Molecule / Compound Builder
Enter a chemical formula to calculate molar mass and elemental composition.
What is molecular weight?
Molecular weight (or molar mass) is the sum of the atomic weights of all atoms in a molecule, expressed in grams per mole (g/mol). One mole of any substance contains Avogadro's number (6.022 x 10^23) of molecules. Knowing the molar mass lets you convert between mass (grams) and amount (moles), which is essential for stoichiometric calculations in chemistry.
For example, water (H2O) has a molar mass of approximately 18.015 g/mol: two hydrogen atoms (1.008 g/mol each) plus one oxygen atom (15.999 g/mol). This means 18.015 grams of water contains exactly one mole (6.022 x 10^23) of water molecules.

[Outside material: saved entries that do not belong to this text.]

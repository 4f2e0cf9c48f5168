use crate::config::{FetchConfig, PipelineConfig, RunContext};
use crate::error::{FetchError, Warning};
use crate::events::{report, PipelineState, ProgressEvent, ProgressSink, Severity};
use crate::extract::extract_payloads;
use crate::fetch::{ArchiveSource, HttpFetcher};
use crate::package::{compute_content_hash, Repackager};
use crate::workspace::Workspace;
use crate::{Error, Result};
use manifest_format::{AppId, ScriptDocument, VersionMap};
use std::fmt;
use std::path::{Path, PathBuf};
use std::sync::mpsc::{self, Receiver};
use std::sync::{Arc, Mutex};
use std::thread::{self, JoinHandle};

/// Summary of a successful run.
#[derive(Debug, Clone, PartialEq, Eq)]
pub struct RunReport {
    /// Identifier declared by the script.
    pub app_id: AppId,
    /// URL the branch archive was downloaded from.
    pub url: String,
    /// Path of the produced `<identifier>.zip`.
    pub output_path: PathBuf,
    /// Number of version references that changed.
    pub replacements: usize,
    /// Number of payload files packaged with the script.
    pub payload_count: usize,
    /// `blake3:<hex>` digest of the output archive, if it could be read back.
    pub archive_hash: Option<String>,
    /// Non-fatal conditions met along the way.
    pub warnings: Vec<Warning>,
}

/// Why a run failed, and at which stage.
#[derive(Debug)]
pub struct RunFailure {
    /// Stage that raised the error.
    pub stage: PipelineState,
    pub error: Error,
    /// Non-fatal conditions met before and during cleanup.
    pub warnings: Vec<Warning>,
}

impl fmt::Display for RunFailure {
    fn fmt(&self, f: &mut fmt::Formatter<'_>) -> fmt::Result {
        write!(f, "{} failed: {}", self.stage, self.error)
    }
}

impl std::error::Error for RunFailure {
    fn source(&self) -> Option<&(dyn std::error::Error + 'static)> {
        Some(&self.error)
    }
}

/// Terminal state of a run.
#[derive(Debug)]
pub enum RunOutcome {
    Succeeded(RunReport),
    Failed(RunFailure),
}

impl RunOutcome {
    pub fn is_success(&self) -> bool {
        matches!(self, RunOutcome::Succeeded(_))
    }

    /// The terminal [`PipelineState`] this outcome corresponds to.
    pub fn state(&self) -> PipelineState {
        match self {
            RunOutcome::Succeeded(_) => PipelineState::Succeeded,
            RunOutcome::Failed(_) => PipelineState::Failed,
        }
    }

    pub fn into_result(self) -> std::result::Result<RunReport, RunFailure> {
        match self {
            RunOutcome::Succeeded(report) => Ok(report),
            RunOutcome::Failed(failure) => Err(failure),
        }
    }
}

/// Synchronizes a script with the newest payloads of its branch archive.
///
/// A `Pipeline` holds only immutable settings and can be shared between
/// threads; each [`Pipeline::run`] owns its own workspace.
#[derive(Clone)]
pub struct Pipeline {
    config: PipelineConfig,
    source: Arc<dyn ArchiveSource>,
}

impl fmt::Debug for Pipeline {
    fn fmt(&self, f: &mut fmt::Formatter<'_>) -> fmt::Result {
        f.debug_struct("Pipeline")
            .field("config", &self.config)
            .finish_non_exhaustive()
    }
}

impl Pipeline {
    /// Create a pipeline that downloads through `source`.
    pub fn new(config: PipelineConfig, source: Arc<dyn ArchiveSource>) -> Self {
        Self { config, source }
    }

    /// Create a pipeline that downloads over HTTP(S).
    pub fn with_http(
        config: PipelineConfig,
        fetch: FetchConfig,
    ) -> std::result::Result<Self, FetchError> {
        Ok(Self::new(config, Arc::new(HttpFetcher::new(fetch)?)))
    }

    pub fn config(&self) -> &PipelineConfig {
        &self.config
    }

    /// Execute one run, blocking until it reaches a terminal state.
    pub fn run(&self, ctx: &RunContext, sink: &dyn ProgressSink) -> RunOutcome {
        let mut run = Run {
            pipeline: self,
            ctx,
            sink,
            state: PipelineState::Idle,
            warnings: Vec::new(),
        };

        let mut workspace = None;
        let result = run.execute(&mut workspace);
        run.finish(result, workspace)
    }

    /// Execute one run on a worker thread.
    ///
    /// Events arrive on the returned receiver; it disconnects once the run
    /// has finished.
    pub fn spawn(
        self: Arc<Self>,
        ctx: RunContext,
    ) -> (Receiver<ProgressEvent>, JoinHandle<RunOutcome>) {
        let (tx, rx) = mpsc::channel();
        let handle = thread::spawn(move || {
            let sink = Mutex::new(tx);
            self.run(&ctx, &sink)
        });
        (rx, handle)
    }
}

struct Run<'a> {
    pipeline: &'a Pipeline,
    ctx: &'a RunContext,
    sink: &'a dyn ProgressSink,
    state: PipelineState,
    warnings: Vec<Warning>,
}

impl Run<'_> {
    fn enter(&mut self, state: PipelineState, severity: Severity, message: impl Into<String>) {
        self.state = state;
        self.event(severity, message);
    }

    fn event(&self, severity: Severity, message: impl Into<String>) {
        report(self.sink, ProgressEvent::new(self.state, severity, message));
    }

    fn warn(&mut self, warning: Warning) {
        self.event(Severity::Warning, format!("Warning: {}", warning));
        self.warnings.push(warning);
    }

    fn execute(&mut self, workspace: &mut Option<Workspace>) -> Result<RunReport> {
        let pipeline = self.pipeline;
        let ctx = self.ctx;
        let config = &pipeline.config;
        let script_path = ctx.script_path.as_path();

        self.enter(
            PipelineState::ReadingScript,
            Severity::Working,
            format!("Reading file: {}", display_name(script_path)),
        );
        if !script_path.is_file() {
            return Err(Error::ScriptRead {
                path: script_path.to_path_buf(),
                reason: "file does not exist".to_string(),
            });
        }
        let script =
            ScriptDocument::open(script_path).map_err(|e| Error::script_read(script_path, e))?;

        self.enter(
            PipelineState::ResolvingIdentifier,
            Severity::Working,
            "Looking for addappid declaration",
        );
        let app_id = script.app_id()?;
        self.event(Severity::Info, format!("Found Game ID: {}", app_id));

        self.enter(
            PipelineState::Downloading,
            Severity::Info,
            format!("Using repo: {} for branch {}", ctx.repository, app_id),
        );
        let ws = workspace.insert(Workspace::create(&config.temp_root, &app_id)?);
        let url = config.archive_url(&ctx.repository, app_id.as_str());
        let archive_path = ws.archive_path();
        self.event(
            Severity::Working,
            format!("Downloading: {}", display_name(&archive_path)),
        );
        let bytes = pipeline.source.fetch(&url, &archive_path)?;
        self.event(
            Severity::Success,
            format!(
                "Successfully downloaded {} ({} bytes)",
                display_name(&archive_path),
                bytes
            ),
        );

        self.enter(
            PipelineState::ExtractingPayload,
            Severity::Working,
            "Extracting files...",
        );
        let payloads =
            extract_payloads(&archive_path, &ws.extract_dir(), &config.payload_suffix)?;
        if payloads.is_empty() {
            self.warn(Warning::NoPayloadFound);
        } else {
            self.event(
                Severity::Success,
                format!("Extracted {} manifest file(s)", payloads.len()),
            );
        }

        self.enter(
            PipelineState::RewritingScript,
            Severity::Working,
            "Updating Lua file with new Manifest IDs...",
        );
        let versions = VersionMap::from_paths(&payloads);
        let rewrite = script.rewrite(&versions);
        if rewrite.replacements > 0 {
            self.event(
                Severity::Info,
                format!("Updated {} Manifest ID(s).", rewrite.replacements),
            );
        } else {
            self.event(Severity::Info, "No Manifest IDs needed updating.");
        }
        let script_copy = script.write_copy(ws.path(), &app_id, &rewrite.text)?;

        let output_path = ctx.output_path(app_id.as_str());
        self.enter(
            PipelineState::Packaging,
            Severity::Working,
            format!("Creating final zip: {}", display_name(&output_path)),
        );
        let package = Repackager::new(app_id.clone())
            .with_script(&script_copy)
            .with_payloads(payloads.iter().cloned())
            .write_to(&output_path)?;
        for missing in &package.missing {
            self.warn(Warning::PayloadVanished(missing.clone()));
        }
        self.event(
            Severity::Success,
            format!("Successfully created {}", display_name(&package.path)),
        );

        let archive_hash = match compute_content_hash(&package.path) {
            Ok(hash) => Some(hash),
            Err(e) => {
                log::warn!("Cannot hash {}: {}", package.path.display(), e);
                None
            }
        };

        Ok(RunReport {
            app_id,
            url,
            output_path: package.path,
            replacements: rewrite.replacements,
            payload_count: package.payloads.len(),
            archive_hash,
            warnings: Vec::new(),
        })
    }

    fn finish(mut self, result: Result<RunReport>, workspace: Option<Workspace>) -> RunOutcome {
        let stage = self.state;

        self.enter(
            PipelineState::CleaningUp,
            Severity::Muted,
            "Cleaning up temporary files...",
        );
        if let Some(workspace) = workspace {
            let path = workspace.path().to_path_buf();
            if let Err(e) = workspace.close() {
                self.warn(Warning::CleanupFailed(format!("{}: {}", path.display(), e)));
            }
        }

        match result {
            Ok(mut report) => {
                report.warnings = std::mem::take(&mut self.warnings);
                self.enter(
                    PipelineState::Succeeded,
                    Severity::Success,
                    format!(
                        "Process completed successfully! Saved in: {}",
                        report.output_path.display()
                    ),
                );
                RunOutcome::Succeeded(report)
            }
            Err(error) => {
                let failure = RunFailure {
                    stage,
                    error,
                    warnings: std::mem::take(&mut self.warnings),
                };
                self.enter(PipelineState::Failed, Severity::Error, failure.to_string());
                RunOutcome::Failed(failure)
            }
        }
    }
}

fn display_name(path: &Path) -> String {
    path.file_name()
        .map(|name| name.to_string_lossy().to_string())
        .unwrap_or_else(|| path.display().to_string())
}

#[cfg(test)]
mod tests {
    use super::*;
    use crate::events::CollectingSink;
    use std::fs;
    use tempfile::tempdir;

    struct FailingSource;

    impl ArchiveSource for FailingSource {
        fn fetch(&self, url: &str, dest: &Path) -> std::result::Result<u64, FetchError> {
            fs::write(dest, b"partial")?;
            Err(FetchError::Http {
                status: 404,
                url: url.to_string(),
            })
        }
    }

    #[test]
    fn test_missing_script_fails_before_workspace() {
        let root = tempdir().unwrap();
        let pipeline = Pipeline::new(
            PipelineConfig::default().with_temp_root(root.path().join("tmp")),
            Arc::new(FailingSource),
        );
        let ctx = RunContext::new(root.path().join("none.lua"), root.path().join("out"));
        let sink = CollectingSink::new();

        let failure = pipeline.run(&ctx, &sink).into_result().unwrap_err();

        assert_eq!(failure.stage, PipelineState::ReadingScript);
        assert!(matches!(failure.error, Error::ScriptRead { .. }));
        assert!(!root.path().join("tmp").exists());
        assert_eq!(
            sink.states(),
            vec![
                PipelineState::ReadingScript,
                PipelineState::CleaningUp,
                PipelineState::Failed
            ]
        );
    }

    #[test]
    fn test_download_failure_removes_workspace() {
        let root = tempdir().unwrap();
        let temp_root = root.path().join("tmp");
        let script = root.path().join("game.lua");
        fs::write(&script, "addappid(1234)\n").unwrap();

        let pipeline = Pipeline::new(
            PipelineConfig::default().with_temp_root(&temp_root),
            Arc::new(FailingSource),
        );
        let ctx = RunContext::new(&script, root.path().join("out"));
        let sink = CollectingSink::new();

        let outcome = pipeline.run(&ctx, &sink);
        assert_eq!(outcome.state(), PipelineState::Failed);

        let failure = outcome.into_result().unwrap_err();
        assert_eq!(failure.stage, PipelineState::Downloading);
        assert!(matches!(failure.error, Error::Network(ref e) if e.is_not_found()));
        assert_eq!(fs::read_dir(&temp_root).unwrap().count(), 0);
        assert!(!root.path().join("out").join("1234.zip").exists());

        let last = sink.events().pop().unwrap();
        assert_eq!(last.severity, Severity::Error);
        assert_eq!(
            last.message,
            "downloading failed: HTTP 404 for \
             https://github.com/Fairyvmos/BlankTMing/archive/refs/heads/1234.zip"
        );
    }

    #[test]
    fn test_identifier_not_found() {
        let root = tempdir().unwrap();
        let script = root.path().join("game.lua");
        fs::write(&script, "setManifestid(1, \"2\", 0)\n").unwrap();

        let pipeline = Pipeline::new(
            PipelineConfig::default().with_temp_root(root.path().join("tmp")),
            Arc::new(FailingSource),
        );
        let failure = pipeline
            .run(&RunContext::new(&script, root.path()), &CollectingSink::new())
            .into_result()
            .unwrap_err();

        assert_eq!(failure.stage, PipelineState::ResolvingIdentifier);
        assert!(matches!(failure.error, Error::IdentifierNotFound));
    }
}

How to calculate molar mass
Write the molecular formula, count the atoms of each element, look up each element's atomic weight from the periodic table, multiply each atomic weight by its count, and sum the results. For glucose (C6H12O6): 6 carbon (6 x 12.011) + 12 hydrogen (12 x 1.008) + 6 oxygen (6 x 15.999) = 180.156 g/mol.
How to use this tool
Enter a chemical formula (like NaCl, H2SO4, or C6H12O6) and the tool instantly calculates the molar mass. It shows the contribution of each element, the percentage composition, and the total mass. The tool handles parenthetical groups, hydrates, and complex formulas.
Percent composition
Percent composition tells you what fraction of a compound's mass comes from each element. For water: hydrogen contributes 2.016/18.015 = 11.19% and oxygen contributes 15.999/18.015 = 88.81%. This information is useful for determining empirical formulas from experimental data and for nutritional calculations.
Frequently asked questions
What is the difference between molecular weight and formula weight?
Molecular weight applies to discrete molecules (like H2O, glucose). Formula weight applies to ionic compounds (like NaCl) that do not exist as individual molecules but as crystal lattices. The calculation is identical โ sum the atomic weights according to the formula โ but the terminology differs based on the type of compound.
Why do atomic weights have decimal values?
Atomic weights are weighted averages of all naturally occurring isotopes of an element. Carbon's atomic weight is 12.011 (not exactly 12) because natural carbon is 98.9% carbon-12 and 1.1% carbon-13. The decimal reflects this isotopic mixture. Only carbon-12 has an atomic weight that is exactly a whole number, by definition.